Les Dépêches de Brazzaville



Italie : Matteo Renzi démissionne


Les sondages s’étaient légèrement trompés en annonçant un résultat serré : dimanche soir, le “non” a plus que triomphé lors d’un référendum constitutionnel âprement défendu par le Premier ministre, Matteo Renzi. Par 60% contre 40%, plus de 46 millions d’Italiens consultés, ont rejeté la proposition d’une nouvelle constitution censée moderniser la vie politique dans la péninsule. Résultat net et sans appel : dans la nuit de dimanche à lundi, le Premier ministre ne pouvait que tirer les conclusions de cet échec.

D’autant qu’en lançant cette campagne il y a un peu plus de six mois, il avait cru bien faire en annonçant – une menace douce ? – aux Italiens que si son projet était repoussé, lui-même rentrerait « à la maison » et renoncerait à la vie politique. Par les jours qui ont suivi, M. Renzi a beau rattraper cette personnalisation présentée par beaucoup comme une gaffe, l’opposition hétéroclite s’est jetée sur l’aubaine. Elle a aussitôt fait campagne non pas sur la Constitution en révision mais sur le thème : « renvoyons Renzi à la maison ». Et la mayonnaise a pris !

Pour beaucoup d’électeurs, en effet, le référendum est apparu comme un défouloir, une manière de dire tout le mal qu’il pensait de M. Matteo Renzi, jugé « arrogant et suffisant ». Malgré le bilan plutôt positif de ses 1000 jours de gouvernement, le Premier ministre a offert sa tête, comme une quille, devenant le punching-ball d’un véritable jeu de massacre. Un jeu attisé par une opposition qui ne s’est plus recrutée sur la traditionnelle ligne de fracture gauche/droite. Même au sein du Parti Démocratique (le PD), le propre parti du Premier ministre, une fronde s’est développée.

Et tous ceux que ce véritable bulldozer a déboulonnés, parfois avec un tact d’éléphant dans une boutique de porcelaines, se sont frottés les mains pour une revanche assurée. Les anciens Premiers ministres: Enrico Letta (renversé à la Chambre en février 2014 par un Matteo Renzi, premier secrétaire du PD, rassurant jusqu’à la dernière minute avant un vote de confiance) ; Massimo d’Alema (1998-2000) sur lequel M. Renzi a gagné son surnom de « rottamatore » (celui qui envoie la vieille ferraille à la casse) ou encore l’ancien secrétaire du PD, Pier Luigi Bersani, et d’autres ont formé un « front du refus » qui a ferraillé contre son propre parti et son propre Premier ministre.

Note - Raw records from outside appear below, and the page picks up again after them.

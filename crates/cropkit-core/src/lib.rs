//! Cropkit Core Library
//!
//! Platform-agnostic geometry and interaction logic for resizing a
//! rectangular crop region with eight draggable perimeter handles.

pub mod input;
pub mod region;
pub mod widget;

pub use input::{DragPhase, HandleEvent};
pub use region::CropRegion;
pub use widget::{
    HANDLE_SIZE, HandleAnchor, HandleCoordinator, HandleSprite, HandleWidget, RegionChange,
    ResizeCursor,
};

Les prochaines heures se présentent sous le signe de l’incertitude dans une Italie qui s’est réveillée littéralement coupée en deux lundi au matin. Le camp du refus, gauche et droite confondues auxquelles le Mouvement populiste des cinq étoiles, M5S, du comique Beppe Grillo a apporté une force de frappe décuplée, a pavoisé. Tandis qu’en face, une partie de la gauche restée fidèle à M. Renzi (qui est toujours, pour combien de temps ?, secrétaire du PD), avait du mal à faire entendre sa voix autour du bilan pourtant largement positif du gouvernement.

« Les Italiens ont désavoué l'Union européenne et (Matteo) Renzi », a tweeté en France la patronne du parti xénophobe, le Front national. En Hollande où les idées populistes gagnent aussi du terrain, tout comme en Grande-Bretagne, on s’est réjoui de cette défaite du projet de Matteo Renzi. On y a vu une occasion pour prôner la sortie de la monnaie unique de l’euro. Cet échec n’envoie « pas un message positif pour l'Europe, en des temps difficiles » a convenu presque fataliste Frank-Walter Steinmeier, le ministre allemand des Affaires étrangères.

C’est à peine si la victoire en Autriche d’une personnalité de gauche, Alexander Van der Bellen face à un adversaire populiste, Norbert Hofer, a atténué la désillusion causée par le rejet de la réforme de M. Renzi en Italie. Presque dans l’air du temps après le Brexit qui a sonné le retrait de la Grande-Bretagne de l’Union européenne ou la victoire d’un président de droite aux Etats-Unis, les populistes italiens ne cachaient pas leur jubilation lundi matin. « C’est notre tour. Nous sommes prêts à gouverner », a lancé le leader du mouvement xénophobe de la Ligue du Nord, Matteo Salvini.